Staples are maize and different grains relying upon the district, including millet and sorghum eaten with different meats and vegetables.
The sustenances that are all around eaten in Kenya are ugali, irio, and githeri.
1. Ugali (Cornmeal Staple)
The unquestionable most normal Kenyan sustenance staple is ugali – typically produced using cornmeal that is added to bubbling water and warmed until it transforms into a thick square of cornmeal glue. Ugali has the consistency of a grainy mixture and the greatness of a block.
For some Kenyans, ugali alongside a little measure of cooked vegetables or saucy stew is an ordinary dinner.
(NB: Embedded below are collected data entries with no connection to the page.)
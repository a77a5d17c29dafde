//! The coarse and fine timers.
//!
//! [`TcpStack::slow_tmr`] runs every `slow_interval_ms` and drives
//! retransmission, connection timeouts, polling and TIME_WAIT expiry.
//! [`TcpStack::fast_tmr`] runs every `fast_interval_ms` and flushes delayed
//! ACKs.

use super::{pcb::PcbFlags, PcbId, PcbList, State, TcpError, TcpStack};

/// Multipliers applied to the base RTO on successive retransmissions.
const BACKOFF: [u32; 13] = [1, 2, 4, 8, 16, 32, 64, 64, 64, 64, 64, 64, 64];

impl TcpStack {
    /// One coarse timer tick.
    pub fn slow_tmr(&mut self) {
        self.ticks = self.ticks.wrapping_add(1);

        for id in self.registry.snapshot(PcbList::Active) {
            match self.slow_tmr_pcb(id) {
                Ok(true) => self.expire(id),
                Ok(false) => {}
                Err(e) => tracing::debug!("{id}: slow timer: {e}"),
            }
        }

        let msl2 = self.config.ticks(2 * self.config.msl_ms);
        for id in self.registry.snapshot(PcbList::TimeWait) {
            let expired = self
                .pcbs
                .get(&id)
                .map_or(true, |pcb| self.ticks.wrapping_sub(pcb.tmr) > msl2);
            if expired {
                tracing::debug!("{id}: TIME_WAIT expired");
                self.registry.remove(id);
                self.pcbs.remove(&id);
            }
        }
    }

    /// One fine timer tick: every delayed ACK goes out now.
    pub fn fast_tmr(&mut self) {
        for id in self.registry.snapshot(PcbList::Active) {
            let delayed = self
                .pcbs
                .get(&id)
                .map_or(false, |pcb| pcb.flags.contains(PcbFlags::ACK_DELAY));
            if delayed {
                tracing::trace!("{id}: delayed ACK");
                if let Err(e) = self.ack_now(id) {
                    tracing::debug!("{id}: delayed ACK not sent: {e}");
                }
            }
        }
    }

    /// Runs the coarse timer for one active block. Returns true if the block
    /// has to go.
    fn slow_tmr_pcb(&mut self, id: PcbId) -> Result<bool, TcpError> {
        let (syn_max_rtx, max_rtx) = (self.config.syn_max_rtx, self.config.max_rtx);
        let fin_wait_timeout = self.config.ticks(self.config.fin_wait_timeout_ms);
        let syn_rcvd_timeout = self.config.ticks(self.config.syn_rcvd_timeout_ms);
        let ticks = self.ticks;

        let (pcb, mut tx) = self.split(id)?;
        if pcb.state == State::SynSent && pcb.nrtx >= syn_max_rtx {
            tracing::debug!("{id}: no answer to SYN after {} retransmissions", pcb.nrtx);
            return Ok(true);
        }
        if pcb.nrtx >= max_rtx {
            tracing::debug!("{id}: giving up after {} retransmissions", pcb.nrtx);
            return Ok(true);
        }

        pcb.rtime = pcb.rtime.saturating_add(1);
        if !pcb.unacked.is_empty() && pcb.rtime >= pcb.rto {
            if pcb.state != State::SynSent {
                let base = ((pcb.sa >> 3) + pcb.sv).max(1) as u32;
                let backoff = BACKOFF[(pcb.nrtx as usize).min(BACKOFF.len() - 1)];
                pcb.rto = base.saturating_mul(backoff);
            }
            let mss = pcb.mss as u32;
            pcb.ssthresh = (pcb.cwnd.min(pcb.snd_wnd) / 2).max(2 * mss);
            pcb.cwnd = mss;
            tracing::debug!(
                "{id}: retransmission timeout, rto {} cwnd {} ssthresh {}",
                pcb.rto,
                pcb.cwnd,
                pcb.ssthresh
            );
            tx.rexmit(pcb)?;
        }

        match pcb.state {
            State::FinWait2 if ticks.wrapping_sub(pcb.tmr) > fin_wait_timeout => {
                tracing::debug!("{id}: FIN_WAIT_2 timed out");
                return Ok(true);
            }
            State::SynReceived if ticks.wrapping_sub(pcb.tmr) > syn_rcvd_timeout => {
                tracing::debug!("{id}: SYN_RCVD timed out");
                return Ok(true);
            }
            _ => {}
        }

        pcb.polltmr = pcb.polltmr.saturating_add(1);
        if pcb.polltmr >= pcb.pollinterval && pcb.callbacks.is_some() {
            pcb.polltmr = 0;
            match self.with_callbacks(id, |callbacks, stack| callbacks.poll(stack, id)) {
                Some(Err(e)) => tracing::debug!("{id}: poll callback failed: {e}"),
                _ if self.pcbs.contains_key(&id) => self.output(id)?,
                _ => {}
            }
        }
        Ok(false)
    }

    /// Drops a block the slow timer gave up on. The peer gets no RST; the
    /// application sees [`TcpError::Aborted`].
    fn expire(&mut self, id: PcbId) {
        if let Some(mut pcb) = self.remove_pcb(id) {
            if let Some(mut callbacks) = pcb.callbacks.take() {
                callbacks.error(id, TcpError::Aborted);
            }
        }
    }
}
2. Irio (Mashed Peas and Potato Mix)
Irio is a standout amongst the most acclaimed dishes in Kenya, a nourishment that began as a Kikuyu staple and spread all through the nation.
Green peas and potatoes are bubbled and after that squashed up before entire pieces of maize (corn) are added to give the pound some additional starch and surface. This healthy and substantial Kenyan nourishment is celebrated to eat with broiled nyama choma meat (nyama na irio) or simply some Kenyan style stew.
3. Githeri (Beans and Corn)
It’s not very confounded, a Kenyan dish that comprises of bubbled beans, corn portions, and conceivably blended in with a tiny bit of vegetables.
The mix of Githeri is a filling, very nutritious, and can be entirely great when complimented with salt, pepper, chilies, and even a chapati!